Bicycle.Punk Rock.Action


Posted January 10, 2017 @ 5:14pm | by Hurl

Winter cycling has been going on forever. And it certainly doesn’t require any special equipment to do it. But whenever it’s mentioned that you cycle in the winter, out trots the inevitable question: “do you have one of those fat bikes?” “No,” is my response. And, I must admit, I often feel inclined to add, “nor, am I into to cross-fit. Or vegan.” 

See, that’s what generally gores my ox about fat biking. People won’t shut up about it. On and on about tire size and rim width, studded tires? Tubeless? Carbon? All this usually just for a jaunt across town, whether riding to work, the grocery store, coffee shop, or even the bar. But I get it, man, I really do. Fatties are fun. When conditions warrant, and especially with good snow, you truly can ride them almost anywhere. So when Surly Bikes brand manager Paul Zeigle asked me, “do you want to bike pack Duluth Traverse on New Year’s Day” then the answer was, “of course I do!” This would be my first foray into winter camping; I figured there was no one better to accompany than the Zeigle Scout if things were to go pear-shaped.

New Year’s Day dawned crisp. We drove up to Duluth and parked at Frost River, across from Bent Paddle Brewery, in a strategic move for post-ride beers. Unfortunately for us, though, BP is closed Monday-Tuesday. Not deterred, we loaded up the Surlys and climbed up (and up some more) to Skyline Parkway before wrestling our 60lb rigs on a stupid hike-a-bike up to the Brewer Trails. Once on the trail, the fat, wide tires had no problem rolling over the snow-choked singletrack and tight, twisting, switchbacks as we rode south on the groomed Duluth Traverse trails. It must be noted that COGGS (Cyclists of Gitchee Gumee Shores), the local trail club in Duluth, has done an outstanding job building a staggering amount of incredible singletrack in this region. We connected to a segment of the Willard Munger Trail, cut past Spirit Mountain and then on toward Jay Cooke State Park. Temps hovered in the low to mid-20’s, giving us pretty ideal trail conditions.

Arriving to the campground in the dark, we sussed out a good spot, got a fire going and commenced to melting snow and boiling water. Extra bonus: we received a nice visit from Kent Karjala, who was visiting his mother’s home nearby, aboard his Salsa Mukluk, replete with a backpack of Sierra Nevada. After a couple of cans, I crawled into my 20° bag wearing all the clothes I had for a night of frigid slumber, as the snow fell outside my tent.

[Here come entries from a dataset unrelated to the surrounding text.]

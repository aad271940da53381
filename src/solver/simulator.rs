//! Main simulator interface.

use tracing::{debug, info, warn};

use crate::circuit::{Circuit, NodeId};
use crate::components::Component;
use crate::config::{Oversampling, ProcessSettings, SimulatorConfig};

use super::assembly;
use super::channel::ChannelState;
use super::mna::MnaMatrix;
use super::newton::{NewtonOutcome, NewtonRaphson};

/// How each sample is solved. Chosen once per topology.
#[derive(Debug, Clone, Copy, PartialEq, Eq)]
pub enum ProcessMode {
    /// No nonlinear components: one solve against the cached factorization
    Linear,
    /// Diodes present: Newton-Raphson with a full restamp per iteration
    Iterating,
}

/// The main circuit simulator.
#[derive(Debug, Clone)]
pub struct Simulator {
    /// The circuit being simulated
    circuit: Circuit,
    /// MNA matrix system
    matrix: MnaMatrix,
    /// Newton-Raphson solver
    newton: NewtonRaphson,
    mode: ProcessMode,
    /// Saved `(x, b)` per audio channel
    channels: Vec<ChannelState>,
    /// Host sample rate in Hz
    sample_rate: f64,
    oversampling: Oversampling,
    /// Rate the circuit is stepped at; sizes the companion resistances
    effective_sample_rate: f64,
    /// Linear input gain (sample to volts)
    input_gain: f64,
    /// Linear output gain (volts to sample)
    output_gain: f32,
    /// Wet fraction of the mix, 0 to 1
    wet: f32,
    last_outcome: Option<NewtonOutcome>,
    nonconverged: u64,
}

impl Simulator {
    /// Size, stamp and factor the system for `circuit`, then seed the channels.
    pub fn new(circuit: Circuit, config: &SimulatorConfig, settings: &ProcessSettings) -> Self {
        let matrix = MnaMatrix::new(circuit.num_nodes, circuit.num_aux);
        let newton = NewtonRaphson::new(matrix.size, config);
        let mode = if circuit.is_nonlinear() {
            ProcessMode::Iterating
        } else {
            ProcessMode::Linear
        };

        info!(
            nodes = circuit.num_nodes,
            aux = circuit.num_aux,
            components = circuit.components.len(),
            ?mode,
            "circuit topology built"
        );

        let mut sim = Self {
            circuit,
            matrix,
            newton,
            mode,
            channels: Vec::new(),
            sample_rate: settings.sample_rate,
            oversampling: settings.oversampling,
            effective_sample_rate: settings.effective_sample_rate(),
            input_gain: 1.0,
            output_gain: 1.0,
            wet: 1.0,
            last_outcome: None,
            nonconverged: 0,
        };
        sim.solve_system();
        sim.prepare_channels(settings.channels);
        sim.set_input_gain_db(settings.input_gain_db);
        sim.set_output_gain_db(settings.output_gain_db);
        sim.set_mix_percent(settings.mix_percent);
        sim
    }

    /// Stamp every component at the current time step, factor and solve once.
    ///
    /// A zero pivot is reported but not rejected; the system then produces
    /// non-finite output.
    pub fn solve_system(&mut self) {
        let ts = 1.0 / self.effective_sample_rate;
        assembly::set_time_step(&mut self.circuit, ts);
        assembly::stamp_all(&self.circuit, &mut self.matrix);

        let min_pivot = self.matrix.factor();
        if min_pivot == 0.0 || min_pivot.is_nan() {
            warn!(min_pivot, "MNA matrix is singular; check for floating nodes");
        } else {
            debug!(min_pivot, "MNA matrix factored");
        }

        self.matrix.solve();
    }

    /// Zero the matrix, RHS and solution.
    pub fn clear_system(&mut self) {
        self.matrix.clear_all();
    }

    /// Set the host sample rate. Rebuilds the system if the effective rate changes.
    pub fn set_sample_rate(&mut self, sample_rate: f64) {
        self.sample_rate = sample_rate;
        self.update_effective_rate();
    }

    /// Set the oversampling factor. Rebuilds the system if the effective rate changes.
    pub fn set_oversampling(&mut self, oversampling: Oversampling) {
        self.oversampling = oversampling;
        self.update_effective_rate();
    }

    fn update_effective_rate(&mut self) {
        let rate = self.sample_rate * f64::from(self.oversampling.factor());
        if rate != self.effective_sample_rate {
            info!(
                from = self.effective_sample_rate,
                to = rate,
                "effective sample rate changed, refactoring"
            );
            self.effective_sample_rate = rate;
            self.clear_system();
            self.solve_system();
        }
    }

    /// Size the per-channel state.
    ///
    /// Existing channels keep their state; new ones are seeded from the
    /// current solution.
    pub fn prepare_channels(&mut self, count: usize) {
        if count == self.channels.len() {
            return;
        }
        let seed = ChannelState::seeded(&self.matrix);
        self.channels.resize(count, seed);
    }

    pub fn set_input_gain_db(&mut self, db: f64) {
        self.input_gain = 10f64.powf(db / 20.0);
    }

    pub fn set_output_gain_db(&mut self, db: f64) {
        self.output_gain = 10f64.powf(db / 20.0) as f32;
    }

    /// Set the dry/wet mix in percent, clamped to 0..=100.
    pub fn set_mix_percent(&mut self, percent: f64) {
        self.wet = (percent.clamp(0.0, 100.0) / 100.0) as f32;
    }

    /// Advance the circuit by one time step with the input sources at `input_voltage`.
    ///
    /// Works on the matrix's own `(x, b)`. Returns the output probe voltage.
    pub fn step(&mut self, input_voltage: f64) -> f64 {
        assembly::drive_sources(&mut self.circuit, input_voltage);
        assembly::update_companions(&mut self.circuit, &self.matrix);

        match self.mode {
            ProcessMode::Linear => {
                assembly::stamp_dynamic_rows(&self.circuit, &mut self.matrix);
                self.matrix.solve();
            }
            ProcessMode::Iterating => {
                let outcome = self.newton.solve(&mut self.circuit, &mut self.matrix);
                if !outcome.converged {
                    self.nonconverged += 1;
                }
                self.last_outcome = Some(outcome);
            }
        }

        assembly::read_probes(&mut self.circuit, &self.matrix)
    }

    /// Process one sample: input gain, circuit step, output gain, dry/wet mix.
    #[inline]
    pub fn process_sample(&mut self, dry: f32) -> f32 {
        let processed = self.step(f64::from(dry) * self.input_gain) as f32 * self.output_gain;
        mix(dry, processed, self.wet)
    }

    /// Process one block in place, one buffer per channel.
    ///
    /// Buffers beyond the prepared channel count are left untouched.
    pub fn process_block(&mut self, buffers: &mut [&mut [f32]]) {
        for (idx, buffer) in buffers.iter_mut().enumerate().take(self.channels.len()) {
            self.channels[idx].exchange(&mut self.matrix);
            for sample in buffer.iter_mut() {
                *sample = self.process_sample(*sample);
            }
            self.channels[idx].exchange(&mut self.matrix);
        }
    }

    pub fn mode(&self) -> ProcessMode {
        self.mode
    }

    /// Get a reference to the circuit.
    pub fn circuit(&self) -> &Circuit {
        &self.circuit
    }

    /// Host sample rate in Hz.
    pub fn sample_rate(&self) -> f64 {
        self.sample_rate
    }

    pub fn oversampling(&self) -> Oversampling {
        self.oversampling
    }

    pub fn effective_sample_rate(&self) -> f64 {
        self.effective_sample_rate
    }

    pub fn input_gain(&self) -> f64 {
        self.input_gain
    }

    pub fn output_gain(&self) -> f32 {
        self.output_gain
    }

    pub fn wet(&self) -> f32 {
        self.wet
    }

    pub fn num_channels(&self) -> usize {
        self.channels.len()
    }

    /// Saved state of one channel.
    pub fn channel_state(&self, channel: usize) -> Option<&ChannelState> {
        self.channels.get(channel)
    }

    /// Solution vector the matrix currently holds.
    pub fn solution(&self) -> &[f64] {
        &self.matrix.x
    }

    /// Voltage of a node in the matrix's current solution.
    pub fn node_voltage(&self, node: NodeId) -> Option<f64> {
        self.matrix.x.get(node.index()).copied()
    }

    /// Last reading of the `index`-th probe, in file order.
    pub fn probe_voltage(&self, index: usize) -> Option<f64> {
        let idx = *self.circuit.roles.probes.get(index)?;
        match &self.circuit.components[idx] {
            Component::VoltageProbe(p) => Some(p.voltage),
            _ => None,
        }
    }

    /// Last reading of the output probe.
    pub fn output_voltage(&self) -> f64 {
        self.probe_voltage(0).unwrap_or(0.0)
    }

    /// Newton outcome of the most recent sample, if the circuit is nonlinear.
    pub fn last_outcome(&self) -> Option<NewtonOutcome> {
        self.last_outcome
    }

    /// Samples whose Newton iteration hit the cap without converging.
    pub fn nonconverged_samples(&self) -> u64 {
        self.nonconverged
    }
}

/// Linear dry/wet blend. `wet = 0` yields `dry` and `wet = 1` yields
/// `processed`, both exactly.
#[inline]
pub fn mix(dry: f32, processed: f32, wet: f32) -> f32 {
    processed * wet + (1.0 - wet) * dry
}
//! Parser for the netlist text format.
//!
//! A netlist is line-oriented: one component per line, four
//! whitespace-separated fields.
//!
//! # Grammar Overview
//!
//! ```text
//! netlist   = { line }
//! line      = component [comment] | comment | empty
//! comment   = ('#' | ';') { any_char }
//! component = symbol start_node end_node value
//!
//! symbol    = letter { letter | digit }
//! node      = digit+
//! value     = number [unit_suffix]
//! unit_suffix = 'p' | 'n' | 'u' | 'm' | 'k' | 'M' | 'G'
//! ```
//!
//! # Component Symbols
//!
//! | Symbol | Description | Value field |
//! |--------|-------------|-------------|
//! | R | Resistor | resistance (Ω) |
//! | C | Capacitor | capacitance (F) |
//! | L | Inductor | inductance (H) |
//! | Vi | Audio input voltage source | initial voltage (V) |
//! | Vo | Voltage probe (output tap) | ignored |
//! | V | Ideal voltage source | voltage (V) |
//! | I | Current source, flowing start → end | current (A) |
//! | O | Ideal op-amp, inputs start/end | output node index |
//! | D | Diode, anode start, cathode end | ignored |
//!
//! Node `0` is ground. Nodes must be numbered contiguously from 0.
//!
//! # Example
//!
//! ```text
//! # RC low-pass filter
//! Vi 1 0 0
//! R  1 2 10k
//! C  2 0 100n
//! Vo 2 0 0
//! ```

mod ast;
mod parser;

pub use ast::*;
pub use parser::{parse_value, Parser};

use crate::error::Result;

/// Parse netlist text into an AST.
pub fn parse(input: &str) -> Result<NetlistAst> {
    Parser::new(input).parse()
}

/// Parse a netlist file.
pub fn parse_file(path: &std::path::Path) -> Result<NetlistAst> {
    let content = read_file(path)?;
    parse(&content)
}

/// Read a netlist file into memory.
pub fn read_file(path: &std::path::Path) -> Result<String> {
    std::fs::read_to_string(path).map_err(|e| crate::error::CircuitError::FileReadError {
        path: path.display().to_string(),
        source: e,
    })
}
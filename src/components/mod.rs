//! Component models for circuit simulation.
//!
//! This module provides models for all supported circuit components:
//! - Linear: Resistor, Capacitor, Inductor
//! - Sources: Voltage Source (fixed or audio-driven), Current Source
//! - Active: Ideal Op-Amp
//! - Nonlinear: Diode
//! - Measurement: Voltage Probe
//!
//! Each component knows how to stamp itself into the MNA matrix. Conductance
//! stamps accumulate; constraint rows owned by an auxiliary unknown are
//! assigned, so stamping those twice is harmless.

mod diode;
mod linear;
mod opamp;
mod probe;
mod sources;

pub use diode::{Diode, DiodeParams};
pub use linear::{Capacitor, Companion, Inductor, Resistor};
pub use opamp::IdealOpAmp;
pub use probe::VoltageProbe;
pub use sources::{CurrentSource, VoltageSource};

use crate::circuit::{AuxIndex, NodeId};
use crate::dsl::{ComponentDef, ComponentKind};
use crate::solver::MnaMatrix;

/// A circuit component.
#[derive(Debug, Clone)]
pub enum Component {
    Resistor(Resistor),
    Capacitor(Capacitor),
    Inductor(Inductor),
    VoltageSource(VoltageSource),
    CurrentSource(CurrentSource),
    IdealOpAmp(IdealOpAmp),
    Diode(Diode),
    VoltageProbe(VoltageProbe),
}

impl Component {
    /// Create a component from a parsed netlist line.
    ///
    /// Kinds that own an auxiliary unknown take the next value of
    /// `aux_counter` and advance it.
    pub fn from_def(def: &ComponentDef, aux_counter: &mut usize) -> Self {
        let nodes = [NodeId(def.start), NodeId(def.end)];
        let mut next_aux = || {
            let aux = AuxIndex(*aux_counter);
            *aux_counter += 1;
            aux
        };

        match def.kind {
            ComponentKind::Resistor => Component::Resistor(Resistor::new(nodes, def.value)),
            ComponentKind::Capacitor => {
                Component::Capacitor(Capacitor::new(nodes, def.value, next_aux()))
            }
            ComponentKind::Inductor => {
                Component::Inductor(Inductor::new(nodes, def.value, next_aux()))
            }
            ComponentKind::ExternalVoltageSource => {
                Component::VoltageSource(VoltageSource::new(nodes, def.value, next_aux(), true))
            }
            ComponentKind::VoltageSource => {
                Component::VoltageSource(VoltageSource::new(nodes, def.value, next_aux(), false))
            }
            ComponentKind::CurrentSource => {
                Component::CurrentSource(CurrentSource::new(nodes, def.value))
            }
            ComponentKind::IdealOpAmp => {
                // The parser guarantees an integral, non-negative output node.
                let output = NodeId(def.value as usize);
                Component::IdealOpAmp(IdealOpAmp::new(nodes, output, next_aux()))
            }
            ComponentKind::Diode => Component::Diode(Diode::new(nodes, DiodeParams::default())),
            ComponentKind::VoltageProbe => Component::VoltageProbe(VoltageProbe::new(nodes)),
        }
    }

    /// Add (or assign) this component's contribution to the system.
    #[inline]
    pub fn stamp(&self, matrix: &mut MnaMatrix) {
        match self {
            Component::Resistor(r) => r.stamp(matrix),
            Component::Capacitor(c) => c.stamp(matrix),
            Component::Inductor(l) => l.stamp(matrix),
            Component::VoltageSource(v) => v.stamp(matrix),
            Component::CurrentSource(i) => i.stamp(matrix),
            Component::IdealOpAmp(op) => op.stamp(matrix),
            Component::Diode(d) => d.stamp(matrix),
            Component::VoltageProbe(_) => {}
        }
    }

    /// The two terminals every component has.
    pub fn nodes(&self) -> [NodeId; 2] {
        match self {
            Component::Resistor(r) => r.nodes,
            Component::Capacitor(c) => c.nodes,
            Component::Inductor(l) => l.nodes,
            Component::VoltageSource(v) => v.nodes,
            Component::CurrentSource(i) => i.nodes,
            Component::IdealOpAmp(op) => op.nodes,
            Component::Diode(d) => d.nodes,
            Component::VoltageProbe(p) => p.nodes,
        }
    }

    /// Auxiliary unknown owned by this component, if any.
    pub fn aux(&self) -> Option<AuxIndex> {
        match self {
            Component::Capacitor(c) => Some(c.companion.aux),
            Component::Inductor(l) => Some(l.companion.aux),
            Component::VoltageSource(v) => Some(v.aux),
            Component::IdealOpAmp(op) => Some(op.aux),
            Component::Resistor(_)
            | Component::CurrentSource(_)
            | Component::Diode(_)
            | Component::VoltageProbe(_) => None,
        }
    }

    /// Capacitor or inductor.
    pub fn is_reactive(&self) -> bool {
        matches!(self, Component::Capacitor(_) | Component::Inductor(_))
    }

    /// Voltage source whose value follows the audio input.
    pub fn is_external_source(&self) -> bool {
        matches!(self, Component::VoltageSource(v) if v.external)
    }

    /// Check if this component is nonlinear (requires Newton-Raphson iteration).
    pub fn is_nonlinear(&self) -> bool {
        matches!(self, Component::Diode(_))
    }

    /// Recompute the companion resistance of a reactive component.
    pub fn set_time_step(&mut self, ts: f64) {
        match self {
            Component::Capacitor(c) => c.set_time_step(ts),
            Component::Inductor(l) => l.set_time_step(ts),
            _ => {}
        }
    }

    /// Refresh the companion voltage of a reactive component.
    pub fn update_companion(&mut self, matrix: &MnaMatrix) {
        match self {
            Component::Capacitor(c) => c.update_voltage(matrix),
            Component::Inductor(l) => l.update_voltage(matrix),
            _ => {}
        }
    }
}
//! Per-channel solver state.

use std::mem;

use super::mna::MnaMatrix;

/// The `(x, b)` pair of one audio channel.
///
/// Every channel runs its own instance of the circuit. Between blocks its
/// vectors live here; while the channel is processed they are exchanged
/// with the matrix's own vectors, so switching channels never allocates.
#[derive(Debug, Clone, PartialEq)]
pub struct ChannelState {
    x: Vec<f64>,
    b: Vec<f64>,
}

impl ChannelState {
    /// Copy the matrix's current solution and RHS.
    pub fn seeded(matrix: &MnaMatrix) -> Self {
        Self {
            x: matrix.x.clone(),
            b: matrix.b.clone(),
        }
    }

    /// Swap this state with the matrix's. Calling it twice restores both.
    #[inline]
    pub fn exchange(&mut self, matrix: &mut MnaMatrix) {
        mem::swap(&mut self.x, &mut matrix.x);
        mem::swap(&mut self.b, &mut matrix.b);
    }

    /// Saved solution vector.
    pub fn x(&self) -> &[f64] {
        &self.x
    }

    /// Saved right-hand side.
    pub fn b(&self) -> &[f64] {
        &self.b
    }
}

#[cfg(test)]
mod tests {
    use super::*;

    #[test]
    fn test_exchange_round_trip() {
        let mut m = MnaMatrix::new(2, 1);
        m.x.copy_from_slice(&[0.0, 1.0, 2.0]);
        m.b.copy_from_slice(&[0.0, 3.0, 4.0]);
        let mut state = ChannelState::seeded(&m);

        m.x.fill(9.0);
        state.exchange(&mut m);
        assert_eq!(m.x, vec![0.0, 1.0, 2.0]);
        assert_eq!(state.x(), &[9.0, 9.0, 9.0]);

        state.exchange(&mut m);
        assert_eq!(m.x, vec![9.0, 9.0, 9.0]);
        assert_eq!(state.b(), &[0.0, 3.0, 4.0]);
    }
}
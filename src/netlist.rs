//! Netlist lifecycle: load, prepare, process, reset.
//!
//! A [`Netlist`] is either initialized, holding a ready [`Simulator`], or
//! uninitialized. Processing an uninitialized netlist leaves the audio
//! untouched, so a bad netlist degrades to a pass-through.

use std::path::Path;

use tracing::{debug, info};

use crate::circuit::Circuit;
use crate::config::{Oversampling, ProcessSettings, SimulatorConfig};
use crate::dsl;
use crate::error::Result;
use crate::solver::Simulator;

/// A loaded (or not) circuit plus the settings it runs with.
#[derive(Debug, Clone, Default)]
pub struct Netlist {
    simulator: Option<Simulator>,
    config: SimulatorConfig,
    settings: ProcessSettings,
}

impl Netlist {
    /// Create an uninitialized netlist with default settings.
    pub fn new() -> Self {
        Self::default()
    }

    /// Create an uninitialized netlist that will run with the given settings.
    pub fn with_settings(config: SimulatorConfig, settings: ProcessSettings) -> Self {
        Self {
            simulator: None,
            config,
            settings,
        }
    }

    /// Build the circuit from netlist text.
    ///
    /// Any previous circuit is dropped first, so on error the netlist is
    /// left uninitialized rather than half-built. Settings given through
    /// [`Netlist::with_settings`] are validated here.
    pub fn init(&mut self, text: &str) -> Result<()> {
        self.reset();
        self.settings.validate()?;

        let ast = dsl::parse(text)?;
        let circuit = Circuit::from_ast(&ast)?;
        info!(
            components = circuit.components.len(),
            nonlinear = circuit.is_nonlinear(),
            "netlist parsed"
        );

        self.simulator = Some(Simulator::new(circuit, &self.config, &self.settings));
        Ok(())
    }

    /// Read a netlist file and build the circuit from it.
    ///
    /// If the file cannot be read the netlist is left as it was.
    pub fn init_file(&mut self, path: &Path) -> Result<()> {
        let text = dsl::read_file(path)?;
        self.init(&text)
    }

    /// Drop the circuit and all solver state.
    pub fn reset(&mut self) {
        if self.simulator.take().is_some() {
            debug!("netlist reset");
        }
    }

    pub fn is_initialized(&self) -> bool {
        self.simulator.is_some()
    }

    /// Validate and apply host settings.
    ///
    /// Rebuilds the system when the effective sample rate changes and seeds
    /// any new channels. Rejected settings leave the netlist as it was.
    pub fn prepare(&mut self, settings: &ProcessSettings) -> Result<()> {
        settings.validate()?;
        self.apply_settings(settings);
        Ok(())
    }

    /// [`Netlist::prepare`] for settings that are already validated.
    pub(crate) fn apply_settings(&mut self, settings: &ProcessSettings) {
        self.settings.clone_from(settings);
        if let Some(sim) = self.simulator.as_mut() {
            sim.set_sample_rate(settings.sample_rate);
            sim.set_oversampling(settings.oversampling);
            sim.prepare_channels(settings.channels);
            sim.set_input_gain_db(settings.input_gain_db);
            sim.set_output_gain_db(settings.output_gain_db);
            sim.set_mix_percent(settings.mix_percent);
        }
    }

    /// Process one block in place. A no-op when uninitialized.
    pub fn process_block(&mut self, buffers: &mut [&mut [f32]]) {
        if let Some(sim) = self.simulator.as_mut() {
            sim.process_block(buffers);
        }
    }

    pub fn set_input_gain_db(&mut self, db: f64) {
        self.settings.input_gain_db = db;
        if let Some(sim) = self.simulator.as_mut() {
            sim.set_input_gain_db(db);
        }
    }

    pub fn set_output_gain_db(&mut self, db: f64) {
        self.settings.output_gain_db = db;
        if let Some(sim) = self.simulator.as_mut() {
            sim.set_output_gain_db(db);
        }
    }

    pub fn set_mix_percent(&mut self, percent: f64) {
        self.settings.mix_percent = percent;
        if let Some(sim) = self.simulator.as_mut() {
            sim.set_mix_percent(percent);
        }
    }

    pub fn set_oversampling(&mut self, oversampling: Oversampling) {
        self.settings.oversampling = oversampling;
        if let Some(sim) = self.simulator.as_mut() {
            sim.set_oversampling(oversampling);
        }
    }

    pub fn settings(&self) -> &ProcessSettings {
        &self.settings
    }

    pub fn config(&self) -> &SimulatorConfig {
        &self.config
    }

    pub fn simulator(&self) -> Option<&Simulator> {
        self.simulator.as_ref()
    }

    pub fn simulator_mut(&mut self) -> Option<&mut Simulator> {
        self.simulator.as_mut()
    }
}

#[cfg(test)]
mod tests {
    use super::*;
    use crate::error::CircuitError;
    use std::io::Write;

    const VALID: &str = "\
# Diode clipper with an RC input stage
Vi 1 0 0
R 1 2 1k
C 2 3 100n
R 3 0 10k
D 3 0 0
Vo 3 0 0
";

    #[test]
    fn test_init_and_reset() {
        let mut netlist = Netlist::new();
        assert!(!netlist.is_initialized());

        netlist.init(VALID).unwrap();
        assert!(netlist.is_initialized());
        let sim = netlist.simulator().unwrap();
        assert_eq!(sim.circuit().matrix_size(), 4 + 2);

        netlist.reset();
        assert!(!netlist.is_initialized());
    }

    #[test]
    fn test_uninitialized_is_pass_through() {
        let mut netlist = Netlist::new();
        let input: Vec<f32> = (0..32).map(|k| k as f32 / 32.0).collect();
        let mut block = input.clone();
        netlist.process_block(&mut [block.as_mut_slice()]);
        assert_eq!(block, input);
    }

    #[test]
    fn test_failed_init_drops_previous_circuit() {
        let mut netlist = Netlist::new();
        netlist.init(VALID).unwrap();

        let err = netlist.init("Vi 1 0 0\nR 1 0 1k\n").unwrap_err();
        assert!(matches!(err, CircuitError::MissingProbe));
        assert!(!netlist.is_initialized());
    }

    #[test]
    fn test_unreadable_file_keeps_circuit() {
        let mut netlist = Netlist::new();
        netlist.init(VALID).unwrap();

        let dir = tempfile::tempdir().unwrap();
        let err = netlist.init_file(&dir.path().join("missing.cir")).unwrap_err();
        assert!(err.is_load_failure());
        assert!(netlist.is_initialized());
    }

    #[test]
    fn test_init_from_file() {
        let mut file = tempfile::NamedTempFile::new().unwrap();
        file.write_all(VALID.as_bytes()).unwrap();

        let mut netlist = Netlist::new();
        netlist.init_file(file.path()).unwrap();
        assert!(netlist.is_initialized());
    }

    /// Every single-line corruption of a valid netlist must leave it
    /// uninitialized: no partial topology survives.
    #[test]
    fn test_single_line_mutations_leave_uninitialized() {
        let lines: Vec<&str> = VALID.lines().filter(|l| !l.starts_with('#')).collect();

        for (idx, line) in lines.iter().enumerate() {
            let fields: Vec<&str> = line.split_whitespace().collect();
            let mutations = [
                // unknown symbol
                format!("X{} {} {} {}", fields[0], fields[1], fields[2], fields[3]),
                // missing token
                fields[..3].join(" "),
                // non-numeric value
                format!("{} {} {} abc", fields[0], fields[1], fields[2]),
                // non-numeric node
                format!("{} one {} {}", fields[0], fields[2], fields[3]),
            ];

            for mutated in mutations {
                let text = lines
                    .iter()
                    .enumerate()
                    .map(|(i, &l)| if i == idx { mutated.as_str() } else { l })
                    .collect::<Vec<_>>()
                    .join("\n");

                let mut netlist = Netlist::new();
                netlist.init(VALID).unwrap();
                assert!(
                    netlist.init(&text).is_err(),
                    "mutation accepted: {:?}",
                    mutated
                );
                assert!(!netlist.is_initialized(), "mutation left a circuit: {:?}", mutated);
            }
        }
    }

    #[test]
    fn test_prepare_forwards_settings() {
        let mut netlist = Netlist::new();
        netlist.init(VALID).unwrap();

        let settings = ProcessSettings::new()
            .with_sample_rate(44100.0)
            .with_oversampling(Oversampling::X2)
            .with_channels(2)
            .with_mix_percent(50.0);
        netlist.prepare(&settings).unwrap();

        let sim = netlist.simulator().unwrap();
        assert_eq!(sim.effective_sample_rate(), 88200.0);
        assert_eq!(sim.num_channels(), 2);
        assert_eq!(sim.wet(), 0.5);
        assert_eq!(netlist.settings(), &settings);
    }

    #[test]
    fn test_settings_survive_reload() {
        let mut netlist = Netlist::new();
        netlist.set_input_gain_db(6.0);
        netlist
            .prepare(&ProcessSettings::new().with_channels(3).with_input_gain_db(6.0))
            .unwrap();
        netlist.init(VALID).unwrap();

        let sim = netlist.simulator().unwrap();
        assert_eq!(sim.num_channels(), 3);
        assert!((sim.input_gain() - 10f64.powf(6.0 / 20.0)).abs() < 1e-12);
    }

    #[test]
    fn test_invalid_settings_are_rejected() {
        let mut netlist = Netlist::new();
        netlist.init(VALID).unwrap();

        let err = netlist
            .prepare(&ProcessSettings::new().with_sample_rate(0.0))
            .unwrap_err();
        assert!(matches!(err, CircuitError::InvalidSimulationParam { .. }));
        assert_eq!(netlist.settings(), &ProcessSettings::default());
        assert_eq!(netlist.simulator().unwrap().sample_rate(), 48000.0);

        let mut zero_rate = Netlist::with_settings(
            SimulatorConfig::default(),
            ProcessSettings::new().with_sample_rate(0.0),
        );
        assert!(zero_rate.init(VALID).is_err());
        assert!(!zero_rate.is_initialized());
    }
}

I didn’t sleep well, but I didn’t freeze. When I woke up Paul had already broke down his tent and was making coffee. We ate oatmeal, loaded the bikes and headed back toward Duluth on a similar trajectory from the day before. The major exception was the first two hours, a largely hike-a-bike ordeal up some steep, chundery trails in the park that had a glorious ice-encrusted top layer, made only marginally better by the overnight snowfall. By the time we reached the Wabegon Bar & Grill we were more than ready for some hot pizza and frosty mugs. Further boosting our spirits, by some geographical sleight of hand, this little sliver of land is technically in Wisconsin. As such, filling our flasks with off-sale was not only allowed, but encouraged! Harumph!

Fully sated, we left Wabegon and warmed ourselves with a road climb back up to the Mission Trail. Warmer temps than the previous day gave us mashed potato trail consistency. Slogging back through Spirit Mountain, we rejoined the Munger Trail, forded a rocky construction zone, (thanks front-end loader guy for letting us pass) and with daylight quickly fading made it back to Skyline Parkway for a long grind up and over the ridge back into Duluth, before bombing back down steep 27th Avenue on to our car. Double bonus was the two cans of Torpedo IPA in the back seat that had not frozen overnight. A quick meal at Duluth Grill (worth a visit) then back in the car to Minneapolis. Special thanks to Paul Zeigle for the invite, and the loaner Surly Wednesday. I had a great time, was cooked for the next two days, and would do it again in a heartbeat. Don’t tell anyone, but I think I like fat biking.